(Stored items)
===============
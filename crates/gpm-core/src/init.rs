//! Initialization of a managed working tree

use std::fs;
use std::path::{Path, PathBuf};

use gpm_fs::{GpmPath, NormalizedPath, RobustnessConfig, find_config, io, save_config};

use crate::config::GpmConfig;
use crate::layout::RepoLayout;
use crate::Result;

/// Keeps local state out of version control while `data/` stays publishable.
const GITIGNORE_CONTENT: &str = "\
# Managed by gpm: local state only, never publish
manifest.toml
config.*
lock
*.lock
";

/// What `initialize` created
#[derive(Debug, Clone, Default, PartialEq, Eq)]
pub struct InitReport {
    pub created: Vec<PathBuf>,
    pub already_initialized: bool,
}

/// Create `.gpm/`, a default config naming `adapter`, and `.gpm/.gitignore`.
///
/// Existing files are left alone, so running it twice is harmless.
pub fn initialize(root: &Path, adapter: &str) -> Result<InitReport> {
    let mut config = GpmConfig::default();
    config.engine.adapter = adapter.to_string();
    config.validate()?;

    if !root.is_dir() {
        let source = std::io::Error::new(std::io::ErrorKind::NotFound, "not a directory");
        return Err(gpm_fs::Error::io(root, source).into());
    }

    let layout = RepoLayout::new(root, None);
    let mut report = InitReport {
        already_initialized: layout.is_initialized(),
        ..Default::default()
    };

    let state_dir = layout.state_dir();
    if !state_dir.is_dir() {
        fs::create_dir_all(state_dir).map_err(|e| gpm_fs::Error::io(state_dir, e))?;
        report.created.push(state_dir.to_path_buf());
    }

    let state = NormalizedPath::new(state_dir);
    if find_config(&state, "config").is_none() {
        let path = state.join(GpmPath::Config.as_str());
        save_config(&path, &config, RobustnessConfig::default())?;
        report.created.push(path.to_native());
    }

    let gitignore = state.join(GpmPath::GitIgnore.as_str());
    if !gitignore.exists() {
        io::write_text(&gitignore, GITIGNORE_CONTENT)?;
        report.created.push(gitignore.to_native());
    }

    tracing::info!(root = %root.display(), adapter, "Initialized working tree");
    Ok(report)
}
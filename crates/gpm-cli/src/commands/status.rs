//! Status command implementation

use std::collections::BTreeMap;

use colored::Colorize;
use gpm_core::{CancelToken, Direction, SkipReason, SyncPlan};

use crate::context::Context;
use crate::error::Result;

/// Show the plan for `direction` without executing it.
pub fn run_status(context: &Context, direction: Direction, json: bool) -> Result<()> {
    let recipient = context.planning_recipient()?;
    let engine = context.engine(recipient, CancelToken::new())?;
    let plan = engine.plan(direction)?;

    if json {
        println!("{}", serde_json::to_string_pretty(&plan)?);
        return Ok(());
    }

    print_plan(context, &plan);
    Ok(())
}

fn skip_label(reason: &SkipReason) -> String {
    match reason {
        SkipReason::Unchanged => "unchanged".to_string(),
        SkipReason::Untracked => "untracked".to_string(),
        SkipReason::BlobMissing => "blob missing".to_string(),
        SkipReason::Tombstoned => "tombstoned".to_string(),
        SkipReason::AwaitingDecrypt => "not yet decrypted".to_string(),
        SkipReason::Ignored => "ignored".to_string(),
        SkipReason::Special(kind) => kind.to_string(),
    }
}

fn print_plan(context: &Context, plan: &SyncPlan) {
    println!("{}", "Tree Status".bold());
    println!();
    println!("{}:      {}", "Path".dimmed(), context.root.display());
    println!("{}:      {}", "Data".dimmed(), context.layout().data_dir().display());
    println!("{}: {}", "Direction".dimmed(), plan.direction.to_string().cyan());
    println!();

    println!("{}:", "Pending Actions".bold());
    if plan.actions.is_empty() {
        println!("  {} (nothing to do)", "None".dimmed());
    } else {
        for action in &plan.actions {
            println!("  {} {}", "+".green(), action);
        }
    }

    let mut skipped: BTreeMap<String, usize> = BTreeMap::new();
    for skip in &plan.skipped {
        *skipped.entry(skip_label(&skip.reason)).or_default() += 1;
    }
    if !skipped.is_empty() {
        println!();
        println!("{}:", "Skipped".bold());
        for (label, count) in &skipped {
            println!("  {} {}", count, label.dimmed());
        }
    }

    if !plan.failures.is_empty() {
        println!();
        println!("{}:", "Unreadable".bold());
        for failure in &plan.failures {
            println!("  {} {}", "!".red(), failure);
        }
    }
}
===============
**Work task:**
Set down only the lines above that fall between the line holding "manifest.toml" and the line holding "use colored::Colorize;", inclusive, keeping each exact.

**Output of the exercise:**
manifest.toml
config.*
lock
*.lock
";

/// What `initialize` created
#[derive(Debug, Clone, Default, PartialEq, Eq)]
pub struct InitReport {
    pub created: Vec<PathBuf>,
    pub already_initialized: bool,
}

/// Create `.gpm/`, a default config naming `adapter`, and `.gpm/.gitignore`.
///
/// Existing files are left alone, so running it twice is harmless.
pub fn initialize(root: &Path, adapter: &str) -> Result<InitReport> {
    let mut config = GpmConfig::default();
    config.engine.adapter = adapter.to_string();
    config.validate()?;

    if !root.is_dir() {
        let source = std::io::Error::new(std::io::ErrorKind::NotFound, "not a directory");
        return Err(gpm_fs::Error::io(root, source).into());
    }

    let layout = RepoLayout::new(root, None);
    let mut report = InitReport {
        already_initialized: layout.is_initialized(),
        ..Default::default()
    };

    let state_dir = layout.state_dir();
    if !state_dir.is_dir() {
        fs::create_dir_all(state_dir).map_err(|e| gpm_fs::Error::io(state_dir, e))?;
        report.created.push(state_dir.to_path_buf());
    }

    let state = NormalizedPath::new(state_dir);
    if find_config(&state, "config").is_none() {
        let path = state.join(GpmPath::Config.as_str());
        save_config(&path, &config, RobustnessConfig::default())?;
        report.created.push(path.to_native());
    }

    let gitignore = state.join(GpmPath::GitIgnore.as_str());
    if !gitignore.exists() {
        io::write_text(&gitignore, GITIGNORE_CONTENT)?;
        report.created.push(gitignore.to_native());
    }

    tracing::info!(root = %root.display(), adapter, "Initialized working tree");
    Ok(report)
}
filename crates/gpm-cli/src/commands/status.rs
//! Status command implementation

use std::collections::BTreeMap;

use colored::Colorize;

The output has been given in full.